Safena v. Giuliano
This text of 53 A.D.3d 650 (Safena v. Giuliano) is published on Counsel Stack Legal Research, covering Appellate Division of the Supreme Court of the State of New York primary law. Counsel Stack provides free access to over 12 million legal documents including statutes, case law, regulations, and constitutions.
Opinion
In an action, inter alia, to compel the release of money from an escrow account, the plaintiff appeals from so much of an order of the Supreme Court, Kings County (Bunyan, J), dated September 15, 2005, as denied his motion for summary judgment on the complaint, with leave to renew after joinder of necessary parties.
Ordered that the order is affirmed insofar as appealed from, with costs.
The Supreme Court, which correctly concluded that certain nonparties were necessary parties to the action (see CFLR 1001 [a]; cf. Matter of Lezette v Board of Educ., Hudson City School Dist., 35 NY2d 272, 282 [1974]), properly denied the plaintiffs motion for summary judgment, with leave to renew upon the nonparties’ joinder (see Salomon Bros. Realty Corp. v Alvarez, 22 AD3d 482 [2005]).

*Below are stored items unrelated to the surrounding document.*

//! Report Module
//!
//! End-of-run summary: a boxed table on stdout and an optional JSON file.

use crate::batch::BatchResult;
use serde::Serialize;
use std::path::{Path, PathBuf};
use std::time::Duration;

const BOX_WIDTH: usize = 62;

pub fn format_bytes(bytes: u64) -> String {
    const KB: u64 = 1024;
    const MB: u64 = KB * 1024;
    const GB: u64 = MB * 1024;

    if bytes >= GB {
        format!("{:.2} GB", bytes as f64 / GB as f64)
    } else if bytes >= MB {
        format!("{:.2} MB", bytes as f64 / MB as f64)
    } else if bytes >= KB {
        format!("{:.2} KB", bytes as f64 / KB as f64)
    } else {
        format!("{} B", bytes)
    }
}

pub fn format_duration(duration: Duration) -> String {
    let secs = duration.as_secs();
    if secs >= 3600 {
        format!("{}h {}m {}s", secs / 3600, (secs % 3600) / 60, secs % 60)
    } else if secs >= 60 {
        format!("{}m {}s", secs / 60, secs % 60)
    } else {
        format!("{:.1}s", duration.as_secs_f64())
    }
}

fn row(label: &str, value: &str) -> String {
    let body = format!("  {:<24}{:>14}", label, value);
    let pad = BOX_WIDTH.saturating_sub(body.chars().count());
    format!("║{}{}║", body, " ".repeat(pad))
}

fn rule(left: char, right: char) -> String {
    format!("{}{}{}", left, "═".repeat(BOX_WIDTH), right)
}

/// Render the summary table (no trailing newline).
pub fn render_summary_report(
    result: &BatchResult,
    duration: Duration,
    outputs_written: usize,
    output_bytes: u64,
    operation_name: &str,
) -> String {
    let title = format!("📊 {} Summary", operation_name);
    let title_pad = BOX_WIDTH.saturating_sub(title.chars().count() + 2);

    let mut lines = vec![
        rule('╔', '╗'),
        format!("║  {}{}║", title, " ".repeat(title_pad)),
        rule('╠', '╣'),
        row("Files Processed:", &result.total.to_string()),
        row("Converted:", &result.succeeded.to_string()),
        row("Partially Converted:", &result.partial.to_string()),
        row("Failed:", &result.failed.to_string()),
        row("Skipped:", &result.skipped.to_string()),
    ];
    if result.cancelled > 0 {
        lines.push(row("Cancelled:", &result.cancelled.to_string()));
    }
    lines.push(row("Success Rate:", &format!("{:.1}%", result.success_rate())));
    lines.push(rule('╠', '╣'));
    lines.push(row("Outputs Written:", &outputs_written.to_string()));
    lines.push(row("Output Size:", &format_bytes(output_bytes)));
    lines.push(row("Total Time:", &format_duration(duration)));
    lines.push(rule('╚', '╝'));

    if !result.errors.is_empty() {
        lines.push(String::new());
        lines.push("❌ Errors encountered:".to_string());
        for (path, error) in &result.errors {
            lines.push(format!("   {} → {}", path.display(), error));
        }
    }

    lines.join("\n")
}

pub fn print_summary_report(
    result: &BatchResult,
    duration: Duration,
    outputs_written: usize,
    output_bytes: u64,
    operation_name: &str,
) {
    println!();
    println!(
        "{}",
        render_summary_report(result, duration, outputs_written, output_bytes, operation_name)
    );
}

#[derive(Debug, Serialize)]
pub struct FailureRecord {
    pub path: PathBuf,
    pub error: String,
}

/// Machine-readable form of the summary.
#[derive(Debug, Serialize)]
pub struct SummaryReport {
    pub root: PathBuf,
    pub force: bool,
    pub workers: usize,
    pub total: usize,
    pub converted: usize,
    pub partially_converted: usize,
    pub failed: usize,
    pub skipped: usize,
    pub cancelled: usize,
    pub outputs_written: usize,
    pub output_bytes: u64,
    pub duration_secs: f64,
    pub failures: Vec<FailureRecord>,
}

impl SummaryReport {
    pub fn from_batch(
        root: &Path,
        force: bool,
        workers: usize,
        result: &BatchResult,
        outputs_written: usize,
        output_bytes: u64,
        duration: Duration,
    ) -> Self {
        Self {
            root: root.to_path_buf(),
            force,
            workers,
            total: result.total,
            converted: result.succeeded,
            partially_converted: result.partial,
            failed: result.failed,
            skipped: result.skipped,
            cancelled: result.cancelled,
            outputs_written,
            output_bytes,
            duration_secs: duration.as_secs_f64(),
            failures: result
                .errors
                .iter()
                .map(|(path, error)| FailureRecord {
                    path: path.clone(),
                    error: error.clone(),
                })
                .collect(),
        }
    }

    pub fn write_json(&self, path: &Path) -> anyhow::Result<()> {
        use anyhow::Context;
        let json = serde_json::to_string_pretty(self).context("Failed to serialize report")?;
        std::fs::write(path, json)
            .with_context(|| format!("Failed to write report: {}", path.display()))
    }
}
//! Filesystem primitives for the folder mirror
//!
//! Provides relative-path identity, tree enumeration and the small set of
//! I/O operations a synchronization pass is allowed to perform.

pub mod checksum;
pub mod config;
pub mod error;
pub mod io;
pub mod path;
pub mod tree;

pub use config::ConfigStore;
pub use error::{Error, Result};
pub use path::RelativePath;
pub use tree::FileState;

The plaintiffs remaining contention is beyond the scope of our review (see CFLR 5515 [1]; Cardinal Holdings v Chandre Corp., 302 AD2d 550, 551 [2003]). Fisher, J.P., Lifson, Covello and McCarthy, JJ., concur.
Free access — add to your briefcase to read the full text and ask questions with AI
Related
Cite This Page — Counsel Stack
53 A.D.3d 650, 860 N.Y.S.2d 920, Counsel Stack Legal Research, https://law.counselstack.com/opinion/safena-v-giuliano-nyappdiv-2008.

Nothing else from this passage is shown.